[GOAL OF THE EXERCISE] Every line from the first one in the listing down to the line with "use thiserror::Error;" should be restated word for word.

[GIVEN DATA]
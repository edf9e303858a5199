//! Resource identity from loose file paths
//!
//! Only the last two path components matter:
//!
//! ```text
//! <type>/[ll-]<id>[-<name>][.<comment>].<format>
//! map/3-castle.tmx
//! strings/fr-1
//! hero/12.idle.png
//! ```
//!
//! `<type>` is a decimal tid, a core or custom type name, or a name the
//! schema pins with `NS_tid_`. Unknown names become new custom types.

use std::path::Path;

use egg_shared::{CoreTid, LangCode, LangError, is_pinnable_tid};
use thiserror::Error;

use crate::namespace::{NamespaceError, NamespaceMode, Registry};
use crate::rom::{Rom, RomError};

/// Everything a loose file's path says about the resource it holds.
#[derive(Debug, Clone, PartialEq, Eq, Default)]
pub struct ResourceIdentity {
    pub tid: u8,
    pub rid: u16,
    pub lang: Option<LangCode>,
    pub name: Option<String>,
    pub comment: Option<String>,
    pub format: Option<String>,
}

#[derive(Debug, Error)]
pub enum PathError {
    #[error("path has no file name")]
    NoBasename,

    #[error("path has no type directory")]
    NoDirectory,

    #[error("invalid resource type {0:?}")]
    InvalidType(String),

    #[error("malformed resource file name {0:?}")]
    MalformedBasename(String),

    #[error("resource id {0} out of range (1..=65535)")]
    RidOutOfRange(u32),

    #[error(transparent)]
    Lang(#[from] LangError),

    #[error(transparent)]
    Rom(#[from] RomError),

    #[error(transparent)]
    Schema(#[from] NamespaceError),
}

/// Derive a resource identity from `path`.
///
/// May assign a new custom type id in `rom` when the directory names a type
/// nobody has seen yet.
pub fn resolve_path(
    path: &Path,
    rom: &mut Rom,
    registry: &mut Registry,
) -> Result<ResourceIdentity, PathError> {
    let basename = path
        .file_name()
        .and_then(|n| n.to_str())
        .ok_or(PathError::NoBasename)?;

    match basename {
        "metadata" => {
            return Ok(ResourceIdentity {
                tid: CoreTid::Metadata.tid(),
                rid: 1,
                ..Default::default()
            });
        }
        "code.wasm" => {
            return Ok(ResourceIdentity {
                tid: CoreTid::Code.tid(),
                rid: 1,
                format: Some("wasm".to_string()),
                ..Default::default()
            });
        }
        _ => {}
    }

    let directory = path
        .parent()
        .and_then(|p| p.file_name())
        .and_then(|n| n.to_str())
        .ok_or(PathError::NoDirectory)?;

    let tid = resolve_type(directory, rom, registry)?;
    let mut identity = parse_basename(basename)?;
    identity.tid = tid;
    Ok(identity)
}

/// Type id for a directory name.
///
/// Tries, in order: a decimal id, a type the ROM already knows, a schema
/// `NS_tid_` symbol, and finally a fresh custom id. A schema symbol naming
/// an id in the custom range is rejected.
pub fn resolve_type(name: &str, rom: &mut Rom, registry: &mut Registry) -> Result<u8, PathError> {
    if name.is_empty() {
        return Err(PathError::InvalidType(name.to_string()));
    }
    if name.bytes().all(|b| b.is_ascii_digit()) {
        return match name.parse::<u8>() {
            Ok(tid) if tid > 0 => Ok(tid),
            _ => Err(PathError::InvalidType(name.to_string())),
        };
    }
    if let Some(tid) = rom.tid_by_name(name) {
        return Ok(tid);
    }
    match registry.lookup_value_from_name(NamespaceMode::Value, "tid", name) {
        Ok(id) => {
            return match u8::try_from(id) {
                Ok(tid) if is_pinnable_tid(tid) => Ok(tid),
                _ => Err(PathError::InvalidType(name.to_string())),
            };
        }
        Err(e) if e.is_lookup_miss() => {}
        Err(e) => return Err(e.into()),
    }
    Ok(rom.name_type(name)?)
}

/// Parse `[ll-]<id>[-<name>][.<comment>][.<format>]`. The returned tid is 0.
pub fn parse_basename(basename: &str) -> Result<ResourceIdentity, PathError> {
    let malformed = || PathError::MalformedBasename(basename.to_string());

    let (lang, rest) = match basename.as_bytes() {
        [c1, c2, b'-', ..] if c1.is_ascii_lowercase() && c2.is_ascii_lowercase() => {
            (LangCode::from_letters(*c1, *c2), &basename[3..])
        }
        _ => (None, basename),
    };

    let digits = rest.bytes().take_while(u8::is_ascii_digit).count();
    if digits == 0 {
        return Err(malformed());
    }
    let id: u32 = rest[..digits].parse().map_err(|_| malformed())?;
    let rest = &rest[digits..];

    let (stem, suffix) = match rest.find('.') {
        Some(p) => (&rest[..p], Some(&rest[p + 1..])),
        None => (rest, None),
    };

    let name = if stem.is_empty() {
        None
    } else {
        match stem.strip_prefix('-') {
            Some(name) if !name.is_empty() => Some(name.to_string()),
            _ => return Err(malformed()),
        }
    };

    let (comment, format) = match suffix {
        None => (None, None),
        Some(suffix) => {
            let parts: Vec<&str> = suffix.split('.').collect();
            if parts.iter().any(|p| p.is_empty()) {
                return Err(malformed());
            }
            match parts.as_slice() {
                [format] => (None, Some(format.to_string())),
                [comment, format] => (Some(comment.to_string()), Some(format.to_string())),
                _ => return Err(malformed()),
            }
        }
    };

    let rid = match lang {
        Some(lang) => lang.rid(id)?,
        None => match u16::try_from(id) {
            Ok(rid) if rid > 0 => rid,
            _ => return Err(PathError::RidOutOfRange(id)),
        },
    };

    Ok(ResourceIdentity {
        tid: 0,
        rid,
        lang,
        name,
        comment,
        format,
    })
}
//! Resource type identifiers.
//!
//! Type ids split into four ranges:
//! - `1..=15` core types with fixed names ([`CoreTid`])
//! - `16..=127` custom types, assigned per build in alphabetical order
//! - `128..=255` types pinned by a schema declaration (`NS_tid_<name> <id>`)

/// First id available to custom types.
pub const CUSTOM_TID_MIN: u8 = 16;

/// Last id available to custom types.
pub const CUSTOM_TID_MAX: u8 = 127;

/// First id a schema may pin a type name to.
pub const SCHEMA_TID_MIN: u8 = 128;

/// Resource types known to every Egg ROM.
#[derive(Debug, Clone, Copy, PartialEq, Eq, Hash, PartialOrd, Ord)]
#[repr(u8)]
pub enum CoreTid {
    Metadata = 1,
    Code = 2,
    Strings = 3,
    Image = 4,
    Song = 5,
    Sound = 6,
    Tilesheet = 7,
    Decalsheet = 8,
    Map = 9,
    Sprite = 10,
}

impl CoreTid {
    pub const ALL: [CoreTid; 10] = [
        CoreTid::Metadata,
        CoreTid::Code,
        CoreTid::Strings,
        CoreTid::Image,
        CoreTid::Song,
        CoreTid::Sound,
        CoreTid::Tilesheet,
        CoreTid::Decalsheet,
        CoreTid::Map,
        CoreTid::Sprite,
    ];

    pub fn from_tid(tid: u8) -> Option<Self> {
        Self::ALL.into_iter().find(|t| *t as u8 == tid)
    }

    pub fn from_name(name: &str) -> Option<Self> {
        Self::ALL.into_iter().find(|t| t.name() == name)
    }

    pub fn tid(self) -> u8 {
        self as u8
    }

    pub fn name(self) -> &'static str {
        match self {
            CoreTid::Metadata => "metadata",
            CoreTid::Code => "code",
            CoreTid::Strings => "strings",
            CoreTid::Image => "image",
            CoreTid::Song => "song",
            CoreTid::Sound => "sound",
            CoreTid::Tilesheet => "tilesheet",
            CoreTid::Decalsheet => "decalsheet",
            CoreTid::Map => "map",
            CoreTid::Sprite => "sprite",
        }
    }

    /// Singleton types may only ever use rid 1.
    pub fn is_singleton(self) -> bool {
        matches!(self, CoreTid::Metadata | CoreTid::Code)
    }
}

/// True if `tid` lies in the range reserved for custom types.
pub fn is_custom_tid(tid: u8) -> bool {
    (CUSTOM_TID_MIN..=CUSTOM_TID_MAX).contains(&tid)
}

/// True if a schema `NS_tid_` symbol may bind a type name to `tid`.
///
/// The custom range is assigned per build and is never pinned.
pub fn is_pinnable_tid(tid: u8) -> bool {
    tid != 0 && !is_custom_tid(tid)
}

[SOLUTION]
repository edf9e303858a5199
//! Resource identity from loose file paths
//!
//! Only the last two path components matter:
//!
//! ```text
//! <type>/[ll-]<id>[-<name>][.<comment>].<format>
//! map/3-castle.tmx
//! strings/fr-1
//! hero/12.idle.png
//! ```
//!
//! `<type>` is a decimal tid, a core or custom type name, or a name the
//! schema pins with `NS_tid_`. Unknown names become new custom types.

use std::path::Path;

use egg_shared::{CoreTid, LangCode, LangError, is_pinnable_tid};
use thiserror::Error;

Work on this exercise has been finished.